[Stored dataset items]

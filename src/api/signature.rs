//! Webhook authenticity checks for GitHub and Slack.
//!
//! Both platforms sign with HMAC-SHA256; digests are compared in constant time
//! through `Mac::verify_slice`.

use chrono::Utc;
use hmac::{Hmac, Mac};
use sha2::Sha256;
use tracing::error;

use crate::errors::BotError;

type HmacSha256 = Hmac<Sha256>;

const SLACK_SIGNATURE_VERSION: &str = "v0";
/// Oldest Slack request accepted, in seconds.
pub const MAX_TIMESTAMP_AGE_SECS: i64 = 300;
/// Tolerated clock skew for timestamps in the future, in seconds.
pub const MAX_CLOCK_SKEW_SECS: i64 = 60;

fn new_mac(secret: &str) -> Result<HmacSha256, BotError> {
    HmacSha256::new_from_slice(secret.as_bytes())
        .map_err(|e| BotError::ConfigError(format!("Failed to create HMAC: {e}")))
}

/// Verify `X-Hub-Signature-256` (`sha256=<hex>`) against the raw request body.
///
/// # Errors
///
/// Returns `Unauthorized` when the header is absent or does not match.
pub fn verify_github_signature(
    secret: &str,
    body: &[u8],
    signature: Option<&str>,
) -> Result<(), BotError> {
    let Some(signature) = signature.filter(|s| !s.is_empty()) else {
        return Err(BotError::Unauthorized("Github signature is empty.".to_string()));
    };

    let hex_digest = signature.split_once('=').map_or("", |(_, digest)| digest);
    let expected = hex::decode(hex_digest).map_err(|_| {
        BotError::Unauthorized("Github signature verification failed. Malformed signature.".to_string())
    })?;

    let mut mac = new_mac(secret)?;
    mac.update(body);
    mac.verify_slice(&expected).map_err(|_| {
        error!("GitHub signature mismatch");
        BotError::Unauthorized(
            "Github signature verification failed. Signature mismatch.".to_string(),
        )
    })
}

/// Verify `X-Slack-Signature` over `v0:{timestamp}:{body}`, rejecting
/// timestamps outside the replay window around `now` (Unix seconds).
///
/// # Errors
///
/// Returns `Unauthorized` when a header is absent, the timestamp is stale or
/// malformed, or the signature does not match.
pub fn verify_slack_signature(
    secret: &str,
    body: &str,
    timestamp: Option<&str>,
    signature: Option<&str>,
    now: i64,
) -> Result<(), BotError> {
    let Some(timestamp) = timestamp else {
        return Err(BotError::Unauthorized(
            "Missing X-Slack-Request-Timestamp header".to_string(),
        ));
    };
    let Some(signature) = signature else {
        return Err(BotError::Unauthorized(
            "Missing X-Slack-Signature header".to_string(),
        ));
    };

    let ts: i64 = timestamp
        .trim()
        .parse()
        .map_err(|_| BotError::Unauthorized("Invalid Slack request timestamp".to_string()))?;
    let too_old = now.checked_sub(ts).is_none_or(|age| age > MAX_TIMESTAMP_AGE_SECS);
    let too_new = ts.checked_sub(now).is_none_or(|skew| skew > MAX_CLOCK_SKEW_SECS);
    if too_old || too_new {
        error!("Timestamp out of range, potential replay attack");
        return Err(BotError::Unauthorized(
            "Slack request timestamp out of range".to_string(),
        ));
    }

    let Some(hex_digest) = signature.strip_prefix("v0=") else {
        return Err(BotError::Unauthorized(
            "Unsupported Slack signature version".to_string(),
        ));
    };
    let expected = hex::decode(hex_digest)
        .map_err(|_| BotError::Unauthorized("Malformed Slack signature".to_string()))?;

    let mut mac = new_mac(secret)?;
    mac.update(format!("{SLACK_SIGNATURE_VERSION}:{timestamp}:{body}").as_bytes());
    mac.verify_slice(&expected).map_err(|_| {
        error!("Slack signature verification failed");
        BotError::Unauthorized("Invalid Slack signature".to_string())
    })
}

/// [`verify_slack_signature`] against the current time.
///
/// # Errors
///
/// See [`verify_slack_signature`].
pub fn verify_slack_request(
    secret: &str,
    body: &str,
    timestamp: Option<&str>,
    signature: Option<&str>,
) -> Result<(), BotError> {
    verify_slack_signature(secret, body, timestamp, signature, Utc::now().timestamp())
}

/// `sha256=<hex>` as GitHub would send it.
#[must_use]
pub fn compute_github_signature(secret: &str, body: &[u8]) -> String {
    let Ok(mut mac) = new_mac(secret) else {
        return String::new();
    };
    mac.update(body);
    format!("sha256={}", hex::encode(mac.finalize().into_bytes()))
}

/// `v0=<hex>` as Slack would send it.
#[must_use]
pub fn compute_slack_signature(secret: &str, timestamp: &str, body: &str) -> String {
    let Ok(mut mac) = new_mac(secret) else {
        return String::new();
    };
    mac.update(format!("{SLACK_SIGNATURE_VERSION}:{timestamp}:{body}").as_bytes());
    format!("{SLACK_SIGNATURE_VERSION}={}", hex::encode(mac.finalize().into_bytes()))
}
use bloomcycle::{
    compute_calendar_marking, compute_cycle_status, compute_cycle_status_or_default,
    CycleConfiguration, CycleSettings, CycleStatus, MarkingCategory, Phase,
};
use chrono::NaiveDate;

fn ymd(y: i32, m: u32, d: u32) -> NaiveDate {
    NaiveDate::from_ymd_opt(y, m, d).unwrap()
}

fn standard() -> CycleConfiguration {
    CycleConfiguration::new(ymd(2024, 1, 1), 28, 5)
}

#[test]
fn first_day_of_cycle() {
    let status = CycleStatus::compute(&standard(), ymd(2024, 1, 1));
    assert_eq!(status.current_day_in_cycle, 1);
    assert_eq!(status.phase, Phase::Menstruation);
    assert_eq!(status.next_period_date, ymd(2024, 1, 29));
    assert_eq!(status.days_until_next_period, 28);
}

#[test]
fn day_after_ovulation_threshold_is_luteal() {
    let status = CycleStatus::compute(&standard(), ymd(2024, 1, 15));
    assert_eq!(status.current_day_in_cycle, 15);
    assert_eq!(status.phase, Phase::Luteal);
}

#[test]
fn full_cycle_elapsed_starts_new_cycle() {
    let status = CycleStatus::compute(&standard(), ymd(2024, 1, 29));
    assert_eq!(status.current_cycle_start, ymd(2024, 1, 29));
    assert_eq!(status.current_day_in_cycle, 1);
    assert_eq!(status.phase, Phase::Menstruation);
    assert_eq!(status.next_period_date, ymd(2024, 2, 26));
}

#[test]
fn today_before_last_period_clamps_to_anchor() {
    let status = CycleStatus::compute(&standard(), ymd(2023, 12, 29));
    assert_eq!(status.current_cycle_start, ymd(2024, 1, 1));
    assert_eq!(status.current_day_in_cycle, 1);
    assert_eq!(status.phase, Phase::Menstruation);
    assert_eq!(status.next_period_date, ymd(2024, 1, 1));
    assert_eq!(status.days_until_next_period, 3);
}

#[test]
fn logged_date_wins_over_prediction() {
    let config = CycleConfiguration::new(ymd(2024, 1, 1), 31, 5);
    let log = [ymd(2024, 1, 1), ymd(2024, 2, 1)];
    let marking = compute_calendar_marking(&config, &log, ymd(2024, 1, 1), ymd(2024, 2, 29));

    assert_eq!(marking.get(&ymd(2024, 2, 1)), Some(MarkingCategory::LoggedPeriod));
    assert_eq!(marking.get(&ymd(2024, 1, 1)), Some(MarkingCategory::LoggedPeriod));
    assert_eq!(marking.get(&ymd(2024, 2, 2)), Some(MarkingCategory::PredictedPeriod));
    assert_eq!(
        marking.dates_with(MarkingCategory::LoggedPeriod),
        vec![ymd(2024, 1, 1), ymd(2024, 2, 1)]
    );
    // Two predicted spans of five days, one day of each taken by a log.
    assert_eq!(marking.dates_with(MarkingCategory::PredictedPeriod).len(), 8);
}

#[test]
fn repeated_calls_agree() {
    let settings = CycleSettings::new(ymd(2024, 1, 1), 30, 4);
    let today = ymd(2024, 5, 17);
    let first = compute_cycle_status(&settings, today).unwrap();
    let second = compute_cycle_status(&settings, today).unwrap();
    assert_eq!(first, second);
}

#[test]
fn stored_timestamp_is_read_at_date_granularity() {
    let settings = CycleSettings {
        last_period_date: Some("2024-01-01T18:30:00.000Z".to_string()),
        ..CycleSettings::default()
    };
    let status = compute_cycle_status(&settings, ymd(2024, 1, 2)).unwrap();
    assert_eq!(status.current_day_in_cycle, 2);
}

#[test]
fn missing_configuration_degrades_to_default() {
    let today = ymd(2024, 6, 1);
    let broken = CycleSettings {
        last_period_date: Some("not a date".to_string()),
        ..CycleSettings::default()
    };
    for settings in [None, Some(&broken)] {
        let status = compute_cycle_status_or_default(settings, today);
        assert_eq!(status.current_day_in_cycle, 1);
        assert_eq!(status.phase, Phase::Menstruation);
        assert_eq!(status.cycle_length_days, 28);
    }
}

Exercise directions:
Please filter the data down to the lines containing the word "chrono".

Expected output:
use chrono::Utc;
use chrono::NaiveDate;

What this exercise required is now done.